__Records excerpted from a collection__.

+-------+

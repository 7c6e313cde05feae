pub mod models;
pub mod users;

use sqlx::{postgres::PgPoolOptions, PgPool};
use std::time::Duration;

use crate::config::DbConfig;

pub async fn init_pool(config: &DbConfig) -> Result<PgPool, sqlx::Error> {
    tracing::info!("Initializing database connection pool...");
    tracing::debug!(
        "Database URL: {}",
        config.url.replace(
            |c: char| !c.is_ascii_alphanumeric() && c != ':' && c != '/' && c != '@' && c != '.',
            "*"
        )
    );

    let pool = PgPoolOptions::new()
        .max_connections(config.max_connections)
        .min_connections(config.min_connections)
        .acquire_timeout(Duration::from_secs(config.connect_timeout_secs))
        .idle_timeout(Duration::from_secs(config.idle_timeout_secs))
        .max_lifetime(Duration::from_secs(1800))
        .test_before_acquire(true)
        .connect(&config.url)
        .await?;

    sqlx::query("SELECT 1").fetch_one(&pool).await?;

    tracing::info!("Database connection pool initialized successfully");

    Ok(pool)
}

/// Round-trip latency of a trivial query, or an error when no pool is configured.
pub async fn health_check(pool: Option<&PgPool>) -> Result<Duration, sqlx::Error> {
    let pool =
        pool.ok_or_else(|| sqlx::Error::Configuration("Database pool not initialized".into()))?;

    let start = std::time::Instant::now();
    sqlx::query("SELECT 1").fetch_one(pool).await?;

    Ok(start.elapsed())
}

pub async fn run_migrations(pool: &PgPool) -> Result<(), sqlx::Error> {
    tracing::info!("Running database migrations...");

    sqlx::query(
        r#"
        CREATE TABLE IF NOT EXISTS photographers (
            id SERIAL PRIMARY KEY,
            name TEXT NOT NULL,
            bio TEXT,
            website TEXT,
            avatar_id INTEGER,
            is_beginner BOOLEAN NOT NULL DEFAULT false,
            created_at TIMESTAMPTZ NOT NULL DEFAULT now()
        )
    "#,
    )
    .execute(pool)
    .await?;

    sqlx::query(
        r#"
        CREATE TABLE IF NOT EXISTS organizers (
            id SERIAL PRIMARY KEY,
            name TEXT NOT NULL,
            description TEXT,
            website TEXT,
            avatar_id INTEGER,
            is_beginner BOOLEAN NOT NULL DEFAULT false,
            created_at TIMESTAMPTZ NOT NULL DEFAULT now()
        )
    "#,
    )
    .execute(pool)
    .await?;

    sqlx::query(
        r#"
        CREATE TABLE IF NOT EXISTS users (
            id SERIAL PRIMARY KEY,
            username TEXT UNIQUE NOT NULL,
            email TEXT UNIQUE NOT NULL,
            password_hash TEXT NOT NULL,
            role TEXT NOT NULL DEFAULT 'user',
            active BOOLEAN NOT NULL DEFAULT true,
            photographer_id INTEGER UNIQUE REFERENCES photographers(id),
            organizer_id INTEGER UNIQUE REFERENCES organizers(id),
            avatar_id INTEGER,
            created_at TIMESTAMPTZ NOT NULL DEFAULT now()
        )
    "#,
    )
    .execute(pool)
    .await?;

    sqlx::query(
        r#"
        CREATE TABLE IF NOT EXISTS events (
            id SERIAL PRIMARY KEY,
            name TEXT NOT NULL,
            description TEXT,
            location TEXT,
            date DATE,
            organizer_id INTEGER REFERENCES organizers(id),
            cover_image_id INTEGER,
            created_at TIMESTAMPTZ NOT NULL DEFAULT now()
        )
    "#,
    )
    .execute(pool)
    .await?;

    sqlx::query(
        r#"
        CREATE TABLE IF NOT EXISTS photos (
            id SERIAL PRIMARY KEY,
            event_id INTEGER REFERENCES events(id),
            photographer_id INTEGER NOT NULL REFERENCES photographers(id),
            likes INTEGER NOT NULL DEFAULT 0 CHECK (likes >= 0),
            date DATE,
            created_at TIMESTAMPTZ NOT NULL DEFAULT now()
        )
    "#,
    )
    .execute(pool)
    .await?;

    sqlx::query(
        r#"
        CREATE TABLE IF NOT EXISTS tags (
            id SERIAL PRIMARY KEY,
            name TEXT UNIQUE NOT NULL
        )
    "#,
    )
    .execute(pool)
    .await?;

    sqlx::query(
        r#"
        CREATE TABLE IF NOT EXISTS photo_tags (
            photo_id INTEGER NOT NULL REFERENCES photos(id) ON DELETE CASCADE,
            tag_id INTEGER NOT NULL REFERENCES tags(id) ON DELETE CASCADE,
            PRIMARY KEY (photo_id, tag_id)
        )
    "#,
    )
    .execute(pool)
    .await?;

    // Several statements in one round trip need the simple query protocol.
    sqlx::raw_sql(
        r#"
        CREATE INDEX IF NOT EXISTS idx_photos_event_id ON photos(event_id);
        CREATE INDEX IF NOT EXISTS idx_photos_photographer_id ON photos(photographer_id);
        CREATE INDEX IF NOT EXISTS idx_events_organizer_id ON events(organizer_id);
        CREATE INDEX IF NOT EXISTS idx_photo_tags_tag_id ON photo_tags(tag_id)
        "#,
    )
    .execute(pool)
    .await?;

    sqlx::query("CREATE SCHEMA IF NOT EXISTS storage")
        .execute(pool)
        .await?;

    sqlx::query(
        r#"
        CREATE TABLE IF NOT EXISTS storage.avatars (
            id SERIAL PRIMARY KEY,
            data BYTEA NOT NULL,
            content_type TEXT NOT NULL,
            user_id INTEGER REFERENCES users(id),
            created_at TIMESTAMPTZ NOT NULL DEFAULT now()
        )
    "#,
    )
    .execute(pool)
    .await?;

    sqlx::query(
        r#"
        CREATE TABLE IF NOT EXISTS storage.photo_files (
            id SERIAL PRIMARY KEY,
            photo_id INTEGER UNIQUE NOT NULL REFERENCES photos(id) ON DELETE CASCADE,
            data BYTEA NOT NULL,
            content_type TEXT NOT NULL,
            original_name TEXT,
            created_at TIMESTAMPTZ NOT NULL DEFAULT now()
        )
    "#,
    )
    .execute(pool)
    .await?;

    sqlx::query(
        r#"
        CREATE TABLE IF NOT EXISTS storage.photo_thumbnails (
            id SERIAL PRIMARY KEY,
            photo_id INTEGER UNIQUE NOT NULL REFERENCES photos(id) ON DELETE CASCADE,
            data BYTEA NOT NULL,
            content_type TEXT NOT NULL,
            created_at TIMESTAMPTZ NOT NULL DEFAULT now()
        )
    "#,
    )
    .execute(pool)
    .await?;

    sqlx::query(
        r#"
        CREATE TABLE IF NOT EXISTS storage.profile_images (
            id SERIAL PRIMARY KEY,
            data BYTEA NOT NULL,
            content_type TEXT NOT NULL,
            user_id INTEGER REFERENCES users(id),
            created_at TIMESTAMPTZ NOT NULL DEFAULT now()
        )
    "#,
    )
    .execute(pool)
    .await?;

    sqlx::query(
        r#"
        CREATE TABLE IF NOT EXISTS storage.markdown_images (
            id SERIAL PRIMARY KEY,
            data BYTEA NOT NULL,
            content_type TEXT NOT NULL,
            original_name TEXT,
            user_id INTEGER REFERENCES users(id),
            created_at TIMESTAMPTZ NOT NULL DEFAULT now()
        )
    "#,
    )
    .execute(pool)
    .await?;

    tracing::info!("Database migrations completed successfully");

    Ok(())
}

+-------+

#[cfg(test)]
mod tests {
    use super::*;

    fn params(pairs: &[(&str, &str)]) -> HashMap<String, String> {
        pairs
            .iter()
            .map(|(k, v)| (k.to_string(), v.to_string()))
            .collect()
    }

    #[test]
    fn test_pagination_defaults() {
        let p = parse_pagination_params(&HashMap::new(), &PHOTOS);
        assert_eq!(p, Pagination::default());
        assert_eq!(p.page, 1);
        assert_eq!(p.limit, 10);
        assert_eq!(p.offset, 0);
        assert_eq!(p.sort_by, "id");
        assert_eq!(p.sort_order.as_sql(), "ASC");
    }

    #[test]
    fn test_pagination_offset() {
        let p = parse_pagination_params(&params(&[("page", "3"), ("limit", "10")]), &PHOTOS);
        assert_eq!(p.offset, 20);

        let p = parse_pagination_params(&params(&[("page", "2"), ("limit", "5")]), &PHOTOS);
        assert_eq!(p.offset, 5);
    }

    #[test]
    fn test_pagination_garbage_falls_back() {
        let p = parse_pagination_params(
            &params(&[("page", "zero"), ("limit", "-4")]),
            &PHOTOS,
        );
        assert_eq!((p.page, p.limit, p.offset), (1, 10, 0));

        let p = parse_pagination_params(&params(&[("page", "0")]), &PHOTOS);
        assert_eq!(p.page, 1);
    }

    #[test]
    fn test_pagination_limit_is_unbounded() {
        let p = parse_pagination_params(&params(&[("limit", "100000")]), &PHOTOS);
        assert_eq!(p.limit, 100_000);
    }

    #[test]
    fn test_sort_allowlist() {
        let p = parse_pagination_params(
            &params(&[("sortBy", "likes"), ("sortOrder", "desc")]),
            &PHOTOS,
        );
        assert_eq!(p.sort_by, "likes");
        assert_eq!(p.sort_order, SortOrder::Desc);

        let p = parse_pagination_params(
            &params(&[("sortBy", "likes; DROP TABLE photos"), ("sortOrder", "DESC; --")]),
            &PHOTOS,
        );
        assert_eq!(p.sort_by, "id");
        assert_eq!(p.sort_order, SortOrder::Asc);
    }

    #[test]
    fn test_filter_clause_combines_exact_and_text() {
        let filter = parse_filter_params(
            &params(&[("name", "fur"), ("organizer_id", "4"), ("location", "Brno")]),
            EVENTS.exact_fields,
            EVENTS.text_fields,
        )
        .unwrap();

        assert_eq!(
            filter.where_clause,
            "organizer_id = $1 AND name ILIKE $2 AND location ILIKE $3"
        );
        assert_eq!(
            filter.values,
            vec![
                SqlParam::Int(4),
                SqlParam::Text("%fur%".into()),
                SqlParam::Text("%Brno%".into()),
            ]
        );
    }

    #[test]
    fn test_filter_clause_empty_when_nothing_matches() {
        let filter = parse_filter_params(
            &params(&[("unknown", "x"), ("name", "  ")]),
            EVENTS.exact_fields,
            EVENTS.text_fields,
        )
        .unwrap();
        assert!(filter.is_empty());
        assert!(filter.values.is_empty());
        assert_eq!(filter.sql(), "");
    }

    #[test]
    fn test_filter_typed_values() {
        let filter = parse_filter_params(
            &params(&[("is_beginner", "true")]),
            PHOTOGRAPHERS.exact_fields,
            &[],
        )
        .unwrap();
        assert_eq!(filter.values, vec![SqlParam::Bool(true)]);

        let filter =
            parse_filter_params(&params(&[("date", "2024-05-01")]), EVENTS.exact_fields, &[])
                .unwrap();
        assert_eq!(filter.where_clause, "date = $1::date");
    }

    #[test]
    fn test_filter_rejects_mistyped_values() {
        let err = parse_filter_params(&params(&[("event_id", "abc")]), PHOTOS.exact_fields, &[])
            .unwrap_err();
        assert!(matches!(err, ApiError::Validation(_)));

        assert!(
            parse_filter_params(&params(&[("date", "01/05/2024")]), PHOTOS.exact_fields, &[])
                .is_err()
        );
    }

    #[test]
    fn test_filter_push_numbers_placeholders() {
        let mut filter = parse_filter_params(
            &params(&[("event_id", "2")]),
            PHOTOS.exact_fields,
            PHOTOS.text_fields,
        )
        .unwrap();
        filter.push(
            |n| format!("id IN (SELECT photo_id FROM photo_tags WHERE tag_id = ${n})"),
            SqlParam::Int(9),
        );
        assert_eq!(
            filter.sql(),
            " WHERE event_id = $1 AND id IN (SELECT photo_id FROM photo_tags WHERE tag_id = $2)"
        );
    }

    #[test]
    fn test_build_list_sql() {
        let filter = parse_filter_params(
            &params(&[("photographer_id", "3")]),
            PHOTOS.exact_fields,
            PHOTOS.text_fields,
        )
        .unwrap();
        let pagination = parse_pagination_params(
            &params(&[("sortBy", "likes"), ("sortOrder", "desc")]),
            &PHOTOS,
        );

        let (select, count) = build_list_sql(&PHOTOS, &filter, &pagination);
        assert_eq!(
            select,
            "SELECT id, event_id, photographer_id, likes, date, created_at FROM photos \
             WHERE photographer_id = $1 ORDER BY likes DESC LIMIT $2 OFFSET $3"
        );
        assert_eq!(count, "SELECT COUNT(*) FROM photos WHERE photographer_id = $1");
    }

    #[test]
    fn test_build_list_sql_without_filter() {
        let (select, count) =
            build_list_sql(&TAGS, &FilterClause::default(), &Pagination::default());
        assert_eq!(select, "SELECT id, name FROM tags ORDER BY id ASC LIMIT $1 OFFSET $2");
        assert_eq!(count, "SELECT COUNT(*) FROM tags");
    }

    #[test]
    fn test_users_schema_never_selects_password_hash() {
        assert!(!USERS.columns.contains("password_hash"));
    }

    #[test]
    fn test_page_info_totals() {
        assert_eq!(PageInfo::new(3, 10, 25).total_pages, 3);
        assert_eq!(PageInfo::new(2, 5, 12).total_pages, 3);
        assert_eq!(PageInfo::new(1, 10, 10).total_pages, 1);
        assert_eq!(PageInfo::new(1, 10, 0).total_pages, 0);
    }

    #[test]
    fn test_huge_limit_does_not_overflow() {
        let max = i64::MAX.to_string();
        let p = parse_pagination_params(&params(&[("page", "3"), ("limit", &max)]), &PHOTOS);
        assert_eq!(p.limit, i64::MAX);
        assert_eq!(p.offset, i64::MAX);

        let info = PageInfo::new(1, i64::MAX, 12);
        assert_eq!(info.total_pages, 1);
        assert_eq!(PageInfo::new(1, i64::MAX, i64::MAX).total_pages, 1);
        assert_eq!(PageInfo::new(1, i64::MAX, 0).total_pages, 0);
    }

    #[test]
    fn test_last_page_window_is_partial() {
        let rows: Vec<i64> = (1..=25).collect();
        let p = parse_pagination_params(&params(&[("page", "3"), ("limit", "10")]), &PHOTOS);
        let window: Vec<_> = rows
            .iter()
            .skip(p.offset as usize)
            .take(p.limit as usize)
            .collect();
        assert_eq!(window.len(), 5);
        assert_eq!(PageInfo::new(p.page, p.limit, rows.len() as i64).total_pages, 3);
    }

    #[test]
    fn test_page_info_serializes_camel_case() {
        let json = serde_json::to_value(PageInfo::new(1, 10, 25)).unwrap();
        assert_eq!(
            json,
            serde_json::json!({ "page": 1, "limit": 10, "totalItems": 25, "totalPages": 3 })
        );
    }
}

+-------+

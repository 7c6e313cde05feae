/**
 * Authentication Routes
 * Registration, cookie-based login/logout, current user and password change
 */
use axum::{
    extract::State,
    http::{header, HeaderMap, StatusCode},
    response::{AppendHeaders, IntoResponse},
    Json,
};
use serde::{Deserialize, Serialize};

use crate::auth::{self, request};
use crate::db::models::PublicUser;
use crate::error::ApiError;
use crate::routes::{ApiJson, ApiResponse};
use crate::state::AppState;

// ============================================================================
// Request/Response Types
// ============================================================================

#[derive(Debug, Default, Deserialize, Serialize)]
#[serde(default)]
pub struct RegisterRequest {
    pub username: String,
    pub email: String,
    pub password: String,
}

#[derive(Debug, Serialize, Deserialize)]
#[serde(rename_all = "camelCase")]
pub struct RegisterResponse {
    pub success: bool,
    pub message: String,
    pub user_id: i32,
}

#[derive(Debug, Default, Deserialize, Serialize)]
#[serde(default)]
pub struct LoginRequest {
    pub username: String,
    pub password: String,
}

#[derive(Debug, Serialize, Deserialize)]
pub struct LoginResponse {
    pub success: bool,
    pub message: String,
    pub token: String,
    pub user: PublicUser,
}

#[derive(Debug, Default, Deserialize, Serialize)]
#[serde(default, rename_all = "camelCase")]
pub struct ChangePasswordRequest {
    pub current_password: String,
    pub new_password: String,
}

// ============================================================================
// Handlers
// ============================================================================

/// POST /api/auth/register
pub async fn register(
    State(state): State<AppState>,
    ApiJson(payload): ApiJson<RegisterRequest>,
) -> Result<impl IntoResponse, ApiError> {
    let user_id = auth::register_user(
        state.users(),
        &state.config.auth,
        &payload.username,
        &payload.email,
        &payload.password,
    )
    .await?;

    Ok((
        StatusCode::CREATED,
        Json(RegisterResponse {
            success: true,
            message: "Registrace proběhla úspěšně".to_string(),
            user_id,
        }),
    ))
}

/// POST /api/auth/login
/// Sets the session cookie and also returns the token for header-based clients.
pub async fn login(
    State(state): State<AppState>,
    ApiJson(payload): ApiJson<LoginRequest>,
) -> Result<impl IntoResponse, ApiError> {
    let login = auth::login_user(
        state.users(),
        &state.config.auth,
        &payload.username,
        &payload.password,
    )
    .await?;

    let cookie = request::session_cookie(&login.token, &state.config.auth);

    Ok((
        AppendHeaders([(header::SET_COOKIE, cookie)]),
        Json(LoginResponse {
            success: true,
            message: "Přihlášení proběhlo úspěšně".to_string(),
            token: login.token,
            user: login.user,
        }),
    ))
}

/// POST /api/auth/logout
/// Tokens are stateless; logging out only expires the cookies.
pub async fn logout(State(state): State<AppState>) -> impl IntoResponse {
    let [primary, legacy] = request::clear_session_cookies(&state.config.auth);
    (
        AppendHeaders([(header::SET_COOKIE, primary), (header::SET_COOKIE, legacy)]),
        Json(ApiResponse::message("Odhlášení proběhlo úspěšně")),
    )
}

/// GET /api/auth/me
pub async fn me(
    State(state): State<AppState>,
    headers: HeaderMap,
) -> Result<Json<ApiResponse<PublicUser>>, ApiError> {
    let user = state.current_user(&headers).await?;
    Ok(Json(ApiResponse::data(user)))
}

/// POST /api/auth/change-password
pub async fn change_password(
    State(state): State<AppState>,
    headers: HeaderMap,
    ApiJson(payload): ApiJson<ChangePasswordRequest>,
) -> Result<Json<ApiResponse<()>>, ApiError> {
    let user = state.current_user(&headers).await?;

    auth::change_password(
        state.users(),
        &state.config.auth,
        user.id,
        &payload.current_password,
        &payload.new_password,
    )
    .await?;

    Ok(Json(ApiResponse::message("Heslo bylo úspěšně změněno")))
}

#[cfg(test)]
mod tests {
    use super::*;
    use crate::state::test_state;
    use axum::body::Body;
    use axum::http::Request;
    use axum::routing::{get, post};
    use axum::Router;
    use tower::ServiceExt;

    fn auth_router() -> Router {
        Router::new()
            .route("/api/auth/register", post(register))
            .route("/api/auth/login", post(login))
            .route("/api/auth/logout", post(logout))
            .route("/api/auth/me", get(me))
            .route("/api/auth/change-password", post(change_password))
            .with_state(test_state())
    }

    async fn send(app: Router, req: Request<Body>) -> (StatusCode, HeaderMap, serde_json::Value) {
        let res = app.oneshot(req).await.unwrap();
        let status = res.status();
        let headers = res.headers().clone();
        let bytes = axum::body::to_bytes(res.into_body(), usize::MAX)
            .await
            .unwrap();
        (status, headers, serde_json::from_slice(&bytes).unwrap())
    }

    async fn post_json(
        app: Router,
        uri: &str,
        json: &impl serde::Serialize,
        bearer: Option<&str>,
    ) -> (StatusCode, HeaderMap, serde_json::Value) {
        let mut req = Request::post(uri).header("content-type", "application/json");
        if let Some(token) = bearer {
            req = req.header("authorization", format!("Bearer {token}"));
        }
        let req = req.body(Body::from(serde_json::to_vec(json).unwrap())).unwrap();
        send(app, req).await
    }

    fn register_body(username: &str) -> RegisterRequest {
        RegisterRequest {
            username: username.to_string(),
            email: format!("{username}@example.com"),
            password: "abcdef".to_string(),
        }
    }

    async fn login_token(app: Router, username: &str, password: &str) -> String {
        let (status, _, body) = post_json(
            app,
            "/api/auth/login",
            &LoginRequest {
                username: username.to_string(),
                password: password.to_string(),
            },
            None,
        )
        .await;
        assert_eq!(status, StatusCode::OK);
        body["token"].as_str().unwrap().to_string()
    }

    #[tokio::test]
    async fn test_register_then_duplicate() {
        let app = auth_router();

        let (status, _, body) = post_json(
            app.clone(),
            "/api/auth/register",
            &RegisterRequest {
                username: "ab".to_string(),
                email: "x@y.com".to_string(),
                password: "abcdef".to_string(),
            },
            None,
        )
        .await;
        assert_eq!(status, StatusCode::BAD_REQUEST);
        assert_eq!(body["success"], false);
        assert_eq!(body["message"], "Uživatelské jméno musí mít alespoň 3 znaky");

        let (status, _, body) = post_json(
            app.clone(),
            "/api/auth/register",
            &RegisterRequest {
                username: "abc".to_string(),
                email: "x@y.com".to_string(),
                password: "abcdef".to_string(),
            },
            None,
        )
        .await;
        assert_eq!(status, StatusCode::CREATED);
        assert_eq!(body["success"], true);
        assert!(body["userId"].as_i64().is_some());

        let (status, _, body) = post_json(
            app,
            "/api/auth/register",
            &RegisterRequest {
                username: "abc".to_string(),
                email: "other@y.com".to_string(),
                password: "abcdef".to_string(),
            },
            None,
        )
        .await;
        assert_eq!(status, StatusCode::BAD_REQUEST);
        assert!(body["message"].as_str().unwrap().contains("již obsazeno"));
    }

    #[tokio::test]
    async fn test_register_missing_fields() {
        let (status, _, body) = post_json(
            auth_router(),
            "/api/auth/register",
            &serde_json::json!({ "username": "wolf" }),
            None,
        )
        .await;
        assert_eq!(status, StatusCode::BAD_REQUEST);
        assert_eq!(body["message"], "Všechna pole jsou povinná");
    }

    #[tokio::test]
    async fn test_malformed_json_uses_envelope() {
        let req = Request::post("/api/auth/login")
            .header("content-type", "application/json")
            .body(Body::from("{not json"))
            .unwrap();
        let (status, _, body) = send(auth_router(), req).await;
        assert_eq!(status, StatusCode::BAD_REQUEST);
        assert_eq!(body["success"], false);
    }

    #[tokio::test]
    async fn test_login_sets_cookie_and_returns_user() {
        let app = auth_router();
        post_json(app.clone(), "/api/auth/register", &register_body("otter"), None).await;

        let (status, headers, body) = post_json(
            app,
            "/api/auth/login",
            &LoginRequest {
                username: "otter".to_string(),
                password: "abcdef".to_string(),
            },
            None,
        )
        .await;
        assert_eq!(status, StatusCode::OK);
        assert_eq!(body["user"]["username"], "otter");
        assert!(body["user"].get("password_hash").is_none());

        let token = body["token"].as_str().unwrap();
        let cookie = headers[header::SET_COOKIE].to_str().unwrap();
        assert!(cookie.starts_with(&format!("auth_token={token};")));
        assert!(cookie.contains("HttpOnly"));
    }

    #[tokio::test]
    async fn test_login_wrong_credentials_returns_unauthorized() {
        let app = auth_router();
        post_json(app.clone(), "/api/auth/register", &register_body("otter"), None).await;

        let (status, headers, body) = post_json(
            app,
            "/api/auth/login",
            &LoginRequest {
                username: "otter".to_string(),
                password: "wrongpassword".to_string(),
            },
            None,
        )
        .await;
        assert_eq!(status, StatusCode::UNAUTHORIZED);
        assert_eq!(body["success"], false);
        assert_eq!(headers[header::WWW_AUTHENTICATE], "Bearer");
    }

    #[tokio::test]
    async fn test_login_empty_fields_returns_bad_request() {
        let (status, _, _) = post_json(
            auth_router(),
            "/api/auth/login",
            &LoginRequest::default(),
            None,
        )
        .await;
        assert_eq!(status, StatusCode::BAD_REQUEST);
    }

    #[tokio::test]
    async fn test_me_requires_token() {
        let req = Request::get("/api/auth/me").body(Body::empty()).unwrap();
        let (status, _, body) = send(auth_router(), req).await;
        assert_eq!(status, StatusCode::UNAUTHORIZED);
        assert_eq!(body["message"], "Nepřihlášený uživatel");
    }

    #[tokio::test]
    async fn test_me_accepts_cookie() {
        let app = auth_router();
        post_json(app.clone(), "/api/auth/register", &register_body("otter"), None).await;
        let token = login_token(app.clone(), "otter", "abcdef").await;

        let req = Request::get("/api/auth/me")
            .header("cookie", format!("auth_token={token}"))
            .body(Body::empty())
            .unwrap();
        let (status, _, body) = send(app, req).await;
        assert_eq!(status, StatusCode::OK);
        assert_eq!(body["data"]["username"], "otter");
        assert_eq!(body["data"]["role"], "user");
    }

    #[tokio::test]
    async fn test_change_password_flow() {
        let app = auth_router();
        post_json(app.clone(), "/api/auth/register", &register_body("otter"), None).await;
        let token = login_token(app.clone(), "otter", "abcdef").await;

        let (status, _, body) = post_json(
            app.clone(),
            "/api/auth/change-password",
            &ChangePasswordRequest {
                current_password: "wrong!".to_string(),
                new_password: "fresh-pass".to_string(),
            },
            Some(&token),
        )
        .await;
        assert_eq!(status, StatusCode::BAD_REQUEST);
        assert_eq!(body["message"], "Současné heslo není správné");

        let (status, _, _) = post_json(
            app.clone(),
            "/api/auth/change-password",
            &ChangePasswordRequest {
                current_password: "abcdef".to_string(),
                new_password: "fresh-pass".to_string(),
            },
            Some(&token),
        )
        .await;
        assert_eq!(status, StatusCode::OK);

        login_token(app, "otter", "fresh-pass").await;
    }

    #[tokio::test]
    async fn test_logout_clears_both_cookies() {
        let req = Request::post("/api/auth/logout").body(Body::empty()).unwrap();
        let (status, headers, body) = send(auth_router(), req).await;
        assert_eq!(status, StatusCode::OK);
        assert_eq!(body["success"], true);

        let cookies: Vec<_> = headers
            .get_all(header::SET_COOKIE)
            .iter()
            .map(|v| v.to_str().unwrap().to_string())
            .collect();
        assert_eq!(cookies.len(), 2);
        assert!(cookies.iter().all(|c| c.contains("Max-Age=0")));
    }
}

+-------+

__What is required__. The stretch of entries above that starts with the line containing "for header-based clients." and goes on through the line containing "-> Result<Json<ApiResponse<()>>, ApiError>" is to be transcribed exactly, and no other line is to be transcribed.

__Output__.
/// Sets the session cookie and also returns the token for header-based clients.
pub async fn login(
    State(state): State<AppState>,
    ApiJson(payload): ApiJson<LoginRequest>,
) -> Result<impl IntoResponse, ApiError> {
    let login = auth::login_user(
        state.users(),
        &state.config.auth,
        &payload.username,
        &payload.password,
    )
    .await?;

    let cookie = request::session_cookie(&login.token, &state.config.auth);

    Ok((
        AppendHeaders([(header::SET_COOKIE, cookie)]),
        Json(LoginResponse {
            success: true,
            message: "Přihlášení proběhlo úspěšně".to_string(),
            token: login.token,
            user: login.user,
        }),
    ))
}

/// POST /api/auth/logout
/// Tokens are stateless; logging out only expires the cookies.
pub async fn logout(State(state): State<AppState>) -> impl IntoResponse {
    let [primary, legacy] = request::clear_session_cookies(&state.config.auth);
    (
        AppendHeaders([(header::SET_COOKIE, primary), (header::SET_COOKIE, legacy)]),
        Json(ApiResponse::message("Odhlášení proběhlo úspěšně")),
    )
}

/// GET /api/auth/me
pub async fn me(
    State(state): State<AppState>,
    headers: HeaderMap,
) -> Result<Json<ApiResponse<PublicUser>>, ApiError> {
    let user = state.current_user(&headers).await?;
    Ok(Json(ApiResponse::data(user)))
}

/// POST /api/auth/change-password
pub async fn change_password(
    State(state): State<AppState>,
    headers: HeaderMap,
    ApiJson(payload): ApiJson<ChangePasswordRequest>,
) -> Result<Json<ApiResponse<()>>, ApiError> {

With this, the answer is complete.